Characterization of mouth‐conformable interfaces based on biomaterial‐based sensing mixes able to colorimetrically detect pH variations within the oral cavity. The plots and pictures show the color changes at pH values ranging between 3 and 8.5. a) Examples of colorimetric mouth‐conformable sensing interfaces that can monitor pH variations within the oral cavity. They can be realized in the format of spray coated dental aligners and edible lollipops able to evaluate the buffering capacity of saliva inside the mouth. The inset shows a dental aligner exposed to pH 3 (i.e., acid) and pH 8.5 (i.e., base). b) Lollipop based on silk fibroin embedding anthocyanins extracted from BB. The lollipop is exposed to pH variations in four highlighted sections: pH 4, 6, 7, and 8.5 (i.e., arrows point at the direction of increased pH).
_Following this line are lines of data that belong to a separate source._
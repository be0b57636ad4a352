pub mod ad_repository;
pub mod kv_store;
pub mod session_repository;
pub mod user_repository;
use std::sync::Arc;

use chrono::{DateTime, Duration, Utc};
use tracing::{info, instrument};
use uuid::Uuid;

use crate::data::ad_repository::AdRepository;
use crate::domain::ad::{Ad, AdDraft};
use crate::domain::error::DomainError;
use crate::domain::query::AdQuery;
use crate::domain::session::Session;

pub struct AdService<R: AdRepository + 'static> {
    repo: Arc<R>,
}

impl<R: AdRepository + 'static> Clone for AdService<R> {
    fn clone(&self) -> Self {
        Self {
            repo: Arc::clone(&self.repo),
        }
    }
}

impl<R> AdService<R>
where
    R: AdRepository + 'static,
{
    pub fn new(repo: Arc<R>) -> Self {
        Self { repo }
    }

    pub async fn list_all(&self) -> Result<Vec<Ad>, DomainError> {
        self.repo.get_ads().await
    }

    pub async fn query(&self, query: &AdQuery) -> Result<Vec<Ad>, DomainError> {
        let ads = self.repo.get_ads().await?;
        Ok(ads.into_iter().filter(|ad| query.matches(ad)).collect())
    }

    pub async fn list_by_owner(&self, email: &str) -> Result<Vec<Ad>, DomainError> {
        self.query(&AdQuery::new().owner(email)).await
    }

    pub async fn search(
        &self,
        text: Option<&str>,
        category: Option<&str>,
    ) -> Result<Vec<Ad>, DomainError> {
        let mut query = AdQuery::new();
        if let Some(text) = text {
            query = query.text(text);
        }
        if let Some(category) = category {
            query = query.category(category);
        }
        self.query(&query).await
    }

    /// Empty `location` returns every ad.
    pub async fn filter_by_location(&self, location: &str) -> Result<Vec<Ad>, DomainError> {
        self.query(&AdQuery::new().location(location)).await
    }

    pub async fn get_ad(&self, id: Uuid) -> Result<Ad, DomainError> {
        self.repo
            .find_by_id(id)
            .await?
            .ok_or(DomainError::AdNotFound(id))
    }

    #[instrument(skip(self, session, draft), fields(user_id = %session.email()))]
    pub async fn create_ad(&self, session: &Session, draft: AdDraft) -> Result<Ad, DomainError> {
        draft.validate()?;

        let latest = self.repo.get_ads().await?.first().map(|ad| ad.created_at);
        let ad = Ad::new(
            session.email().to_string(),
            draft,
            next_created_at(Utc::now(), latest),
        );
        self.repo.create(ad).await
    }

    /// Replaces every editable field of an ad owned by the session's user.
    #[instrument(skip(self, session, draft), fields(user_id = %session.email()))]
    pub async fn update_ad(
        &self,
        session: &Session,
        id: Uuid,
        draft: AdDraft,
    ) -> Result<Ad, DomainError> {
        draft.validate()?;

        let existing = self.get_ad(id).await?;
        ensure_owner(&existing, session)?;

        self.repo
            .update_ad(id, draft)
            .await?
            .ok_or(DomainError::AdNotFound(id))
    }

    /// Removing an id that does not exist is a no-op; returns whether an ad
    /// was removed.
    #[instrument(skip(self, session), fields(user_id = %session.email()))]
    pub async fn remove_ad(&self, session: &Session, id: Uuid) -> Result<bool, DomainError> {
        let Some(existing) = self.repo.find_by_id(id).await? else {
            info!(ad_id = %id, "nothing to remove");
            return Ok(false);
        };
        ensure_owner(&existing, session)?;
        self.repo.delete_ad(id).await
    }
}

fn ensure_owner(ad: &Ad, session: &Session) -> Result<(), DomainError> {
    if ad.is_owned_by(session.email()) {
        Ok(())
    } else {
        Err(DomainError::Forbidden(format!(
            "ad {} belongs to another user",
            ad.id
        )))
    }
}

/// Creation times strictly increase, so a newer ad always sorts first even
/// when the clock stalls or steps back.
fn next_created_at(now: DateTime<Utc>, latest: Option<DateTime<Utc>>) -> DateTime<Utc> {
    match latest {
        Some(latest) if latest >= now => latest + Duration::microseconds(1),
        _ => now,
    }
}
The enlargement shows the color changes recorded at pH 8.5 (i.e., top) and pH 4 (i.e., bottom). c) pH indicator extracted from nectarine skins (N) embedded into a silk mix molded and casted in the format of a lollipop: sensing range pH 3–3.5, pH 4–5.5, and pH 6–7 (n = 3, error bars standard errors). Colored circles show the colorimetric response recorded at different pH indicated by the label below every circular area. d) pH indicator extracted from blueberries (BB) embedded into a silk mix molded and casted in the format of a lollipop: sensing range pH 4–6 (n = 3, error bars standard errors). Colored circles show the colorimetric response recorded at different pH indicated by the label below every circular area. The plots allow quantifying the signal as variations in the Green channel intensity versus pH for both lollipops.